“It is a well established position that when statutes are unambiguous, the Court must adopt plain and natural meaning irrespective of the consequences [Nelson Motis v. Union of India, (1992) 4 SCC 711].
On a bare reading of Section 207 of The Criminal Procedure Code, 1973 no other interpretation is possible. We hold that the ‘contents of the memory card/pen drive’ being ‘electronic record’ must be regarded as a ‘document’. We are conscious of the fact that Section 207 permits withholding of document(s) by the Magistrate only if it is voluminous and for no other reason. If it is an electronic record, certainly the ground predicated in the second proviso in Section 207, of being voluminous, ordinarily, cannot be invoked and will be unavailable. It is crystal clear that all electronic records produced for the inspection of the Court must be furnished to the accused as per the mandate of Section 207.

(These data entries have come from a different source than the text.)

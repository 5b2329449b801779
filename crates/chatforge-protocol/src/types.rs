//! Core wire types shared by the client and coordinator protocols.
//!
//! Everything here travels on the wire as JSON, and the serde attributes
//! pin the exact shapes the game-client SDK and the coordinator expect:
//! PascalCase field names, enums as plain integers, ids as plain strings.
//! A mismatch here is a protocol break, so the tests at the bottom assert
//! the JSON form of every type, not just round-trips.

use serde::{Deserialize, Serialize};
use std::fmt;

// ---------------------------------------------------------------------------
// Identity types
// ---------------------------------------------------------------------------

/// The stable identifier a player carries across the whole game platform.
///
/// This is a newtype over the id string the game hands out — we never
/// parse or generate these, only route by them. `#[serde(transparent)]`
/// keeps it a plain JSON string on the wire.
#[derive(Debug, Clone, Default, PartialEq, Eq, Hash, Serialize, Deserialize)]
#[serde(transparent)]
pub struct PlayerId(pub String);

impl PlayerId {
    pub fn as_str(&self) -> &str {
        &self.0
    }

    /// True for the empty id, used on the wire where "no target" is
    /// spelled as an empty string.
    pub fn is_empty(&self) -> bool {
        self.0.is_empty()
    }
}

impl fmt::Display for PlayerId {
    fn fmt(&self, f: &mut fmt::Formatter<'_>) -> fmt::Result {
        f.write_str(&self.0)
    }
}

impl From<&str> for PlayerId {
    fn from(id: &str) -> Self {
        PlayerId(id.to_owned())
    }
}

impl From<String> for PlayerId {
    fn from(id: String) -> Self {
        PlayerId(id)
    }
}

/// A server group: the routing partition a game server belongs to.
///
/// Groups are announced by the topology service; chat only ever compares
/// and indexes them.
#[derive(Debug, Clone, Copy, Default, PartialEq, Eq, Hash, Serialize, Deserialize)]
#[serde(transparent)]
pub struct ServerGroupId(pub i32);

impl fmt::Display for ServerGroupId {
    fn fmt(&self, f: &mut fmt::Formatter<'_>) -> fmt::Result {
        write!(f, "G-{}", self.0)
    }
}

// ---------------------------------------------------------------------------
// Union ids
// ---------------------------------------------------------------------------

/// The value the game sends for "not in a union", alongside the empty
/// string. Both spellings mean the same thing and must be treated alike.
pub const EMPTY_UNION_ID: &str = "00000000-0000-0000-0000-000000000000";

/// True when `union_id` means "no union" (empty or the zero sentinel).
pub fn union_is_empty(union_id: &str) -> bool {
    union_id.is_empty() || union_id == EMPTY_UNION_ID
}

// ---------------------------------------------------------------------------
// Wire enums
// ---------------------------------------------------------------------------

/// Raised when an integer on the wire doesn't name a known enum value.
#[derive(Debug, Clone, Copy, thiserror::Error)]
#[error("unknown {kind} value {value}")]
pub struct UnknownWireValue {
    pub kind: &'static str,
    pub value: i32,
}

/// Chat channel selector, as sent by clients in `SendMessage`.
///
/// `#[serde(into = "i32", try_from = "i32")]` keeps the wire form a plain
/// integer while the code works with a checked enum.
#[derive(Debug, Clone, Copy, PartialEq, Eq, Serialize, Deserialize)]
#[serde(into = "i32", try_from = "i32")]
pub enum ChannelType {
    /// Everyone in the sender's server group.
    World = 0,
    /// Members of the sender's union within the sender's group.
    Union = 1,
    /// Exactly the sender and one target on the same group.
    Private = 2,
    /// Every eligible player on every group this process serves.
    CrossServer = 3,
}

impl From<ChannelType> for i32 {
    fn from(c: ChannelType) -> i32 {
        c as i32
    }
}

impl TryFrom<i32> for ChannelType {
    type Error = UnknownWireValue;

    fn try_from(value: i32) -> Result<Self, Self::Error> {
        match value {
            0 => Ok(ChannelType::World),
            1 => Ok(ChannelType::Union),
            2 => Ok(ChannelType::Private),
            3 => Ok(ChannelType::CrossServer),
            _ => Err(UnknownWireValue {
                kind: "channel type",
                value,
            }),
        }
    }
}

impl fmt::Display for ChannelType {
    fn fmt(&self, f: &mut fmt::Formatter<'_>) -> fmt::Result {
        let name = match self {
            ChannelType::World => "world",
            ChannelType::Union => "union",
            ChannelType::Private => "private",
            ChannelType::CrossServer => "cross-server",
        };
        f.write_str(name)
    }
}

/// Client command selector.
///
/// The request envelope carries this as a raw integer so that an unknown
/// value can be answered with [`Status::CommandTypeNotDefined`] instead
/// of a generic decode failure.
#[derive(Debug, Clone, Copy, PartialEq, Eq, Serialize, Deserialize)]
#[serde(into = "i32", try_from = "i32")]
pub enum CommandType {
    Login = 1,
    Logout = 2,
    UpdatePlayerInfo = 3,
    SendMessage = 4,
}

impl From<CommandType> for i32 {
    fn from(c: CommandType) -> i32 {
        c as i32
    }
}

impl TryFrom<i32> for CommandType {
    type Error = UnknownWireValue;

    fn try_from(value: i32) -> Result<Self, Self::Error> {
        match value {
            1 => Ok(CommandType::Login),
            2 => Ok(CommandType::Logout),
            3 => Ok(CommandType::UpdatePlayerInfo),
            4 => Ok(CommandType::SendMessage),
            _ => Err(UnknownWireValue {
                kind: "command type",
                value,
            }),
        }
    }
}

/// Status codes returned to clients in the response envelope.
///
/// 0 is success; 1–5 are protocol-level faults; 11–17 are identity
/// faults raised while logging in or updating a player; 21–25 are
/// send-message faults. The numbers are part of the wire contract.
#[derive(Debug, Clone, Copy, PartialEq, Eq, Serialize, Deserialize)]
#[serde(into = "i32", try_from = "i32")]
pub enum Status {
    Success = 0,
    DataError = 1,
    SignError = 2,
    ClientDataError = 3,
    NoLogin = 4,
    CommandTypeNotDefined = 5,

    NameError = 11,
    UnionIdError = 12,
    PlayerNotExist = 13,
    ServerGroupNotExist = 14,
    PlayerIsForbidden = 15,
    PlayerIsInSilent = 16,
    LoginOnAnotherDevice = 17,

    NotInUnion = 21,
    NotFoundTarget = 22,
    CantSendMessageToSelf = 23,
    ContainForbiddenWord = 24,
    CantSendCrossServerMessage = 25,
}

impl From<Status> for i32 {
    fn from(s: Status) -> i32 {
        s as i32
    }
}

impl TryFrom<i32> for Status {
    type Error = UnknownWireValue;

    fn try_from(value: i32) -> Result<Self, Self::Error> {
        use Status::*;
        let status = match value {
            0 => Success,
            1 => DataError,
            2 => SignError,
            3 => ClientDataError,
            4 => NoLogin,
            5 => CommandTypeNotDefined,
            11 => NameError,
            12 => UnionIdError,
            13 => PlayerNotExist,
            14 => ServerGroupNotExist,
            15 => PlayerIsForbidden,
            16 => PlayerIsInSilent,
            17 => LoginOnAnotherDevice,
            21 => NotInUnion,
            22 => NotFoundTarget,
            23 => CantSendMessageToSelf,
            24 => ContainForbiddenWord,
            25 => CantSendCrossServerMessage,
            _ => {
                return Err(UnknownWireValue {
                    kind: "status",
                    value,
                });
            }
        };
        Ok(status)
    }
}

// ---------------------------------------------------------------------------
// Player snapshot
// ---------------------------------------------------------------------------

/// The slice of a player that rides inside chat notices and login
/// responses. This is presentation data for other clients — routing
/// state (connection id, silence deadline) never leaves the process.
#[derive(Debug, Clone, Default, PartialEq, Eq, Serialize, Deserialize)]
#[serde(rename_all = "PascalCase")]
pub struct PlayerInfo {
    pub id: PlayerId,
    pub name: String,
    pub union_id: String,
    /// Opaque payload the game attaches at login (title, avatar, level —
    /// chat never looks inside).
    pub extra_msg: String,
    pub server_name: String,
    pub server_group_id: ServerGroupId,
}

// =========================================================================
// Tests
// =========================================================================

#[cfg(test)]
mod tests {
    use super::*;

    // =====================================================================
    // Identity types
    // =====================================================================

    #[test]
    fn test_player_id_serializes_as_plain_string() {
        // `#[serde(transparent)]` means PlayerId("p1") → `"p1"`,
        // not `{"0":"p1"}`. The client SDK expects a bare string.
        let json = serde_json::to_string(&PlayerId::from("p1")).unwrap();
        assert_eq!(json, "\"p1\"");
    }

    #[test]
    fn test_server_group_id_serializes_as_plain_number() {
        let json = serde_json::to_string(&ServerGroupId(9)).unwrap();
        assert_eq!(json, "9");
    }

    #[test]
    fn test_server_group_id_display() {
        assert_eq!(ServerGroupId(3).to_string(), "G-3");
    }

    // =====================================================================
    // Union sentinel
    // =====================================================================

    #[test]
    fn test_union_is_empty_for_empty_string() {
        assert!(union_is_empty(""));
    }

    #[test]
    fn test_union_is_empty_for_zero_sentinel() {
        assert!(union_is_empty("00000000-0000-0000-0000-000000000000"));
    }

    #[test]
    fn test_union_is_empty_false_for_real_union() {
        assert!(!union_is_empty("7aa35d6b-4c1f-4c6f-9b6e-2f60ba94ff01"));
    }

    // =====================================================================
    // Wire enums — numeric form is the contract
    // =====================================================================

    #[test]
    fn test_channel_type_serializes_as_int() {
        assert_eq!(serde_json::to_string(&ChannelType::World).unwrap(), "0");
        assert_eq!(
            serde_json::to_string(&ChannelType::CrossServer).unwrap(),
            "3"
        );
    }

    #[test]
    fn test_channel_type_deserializes_from_int() {
        let c: ChannelType = serde_json::from_str("1").unwrap();
        assert_eq!(c, ChannelType::Union);
    }

    #[test]
    fn test_channel_type_unknown_int_fails() {
        let result: Result<ChannelType, _> = serde_json::from_str("42");
        assert!(result.is_err());
    }

    #[test]
    fn test_command_type_wire_values() {
        assert_eq!(i32::from(CommandType::Login), 1);
        assert_eq!(i32::from(CommandType::Logout), 2);
        assert_eq!(i32::from(CommandType::UpdatePlayerInfo), 3);
        assert_eq!(i32::from(CommandType::SendMessage), 4);
    }

    #[test]
    fn test_status_success_is_zero() {
        assert_eq!(serde_json::to_string(&Status::Success).unwrap(), "0");
    }

    #[test]
    fn test_status_round_trips_every_code() {
        let all = [
            Status::Success,
            Status::DataError,
            Status::SignError,
            Status::ClientDataError,
            Status::NoLogin,
            Status::CommandTypeNotDefined,
            Status::NameError,
            Status::UnionIdError,
            Status::PlayerNotExist,
            Status::ServerGroupNotExist,
            Status::PlayerIsForbidden,
            Status::PlayerIsInSilent,
            Status::LoginOnAnotherDevice,
            Status::NotInUnion,
            Status::NotFoundTarget,
            Status::CantSendMessageToSelf,
            Status::ContainForbiddenWord,
            Status::CantSendCrossServerMessage,
        ];
        for status in all {
            let json = serde_json::to_string(&status).unwrap();
            let back: Status = serde_json::from_str(&json).unwrap();
            assert_eq!(status, back);
        }
    }

    // =====================================================================
    // PlayerInfo
    // =====================================================================

    #[test]
    fn test_player_info_uses_pascal_case_fields() {
        let info = PlayerInfo {
            id: PlayerId::from("p7"),
            name: "Riva".into(),
            union_id: String::new(),
            extra_msg: String::new(),
            server_name: "s1".into(),
            server_group_id: ServerGroupId(2),
        };
        let json: serde_json::Value = serde_json::to_value(&info).unwrap();

        assert_eq!(json["Id"], "p7");
        assert_eq!(json["Name"], "Riva");
        assert_eq!(json["ServerGroupId"], 2);
        assert!(json.get("id").is_none(), "fields must be PascalCase");
    }
}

It is apposite to recall the exposition of this Court in State of Maharashtra v. Dr. Praful B. Desai, (2003) 4 SCC 601 wherein this Court observed that The Criminal Procedure Code, 1973 is an ongoing statute. In case of an ongoing statute, it is presumed that the Parliament intended the Court to apply a construction that continuously updates its wordings to allow for changes and is compatible with the contemporary situation.
In cases involving issues such as of privacy of the complainant/witness or his/her identity, the Court may be justified in providing only inspection thereof to the accused and his/her lawyer or expert for presenting effective defence during the trial. Courts may issue suitable directions to balance the interests of both sides.”
– Hon’ble Justice A.M. Khanwilkar, Dileep v. State of Kerala, [Criminal Appeal No. 1794 of 2019].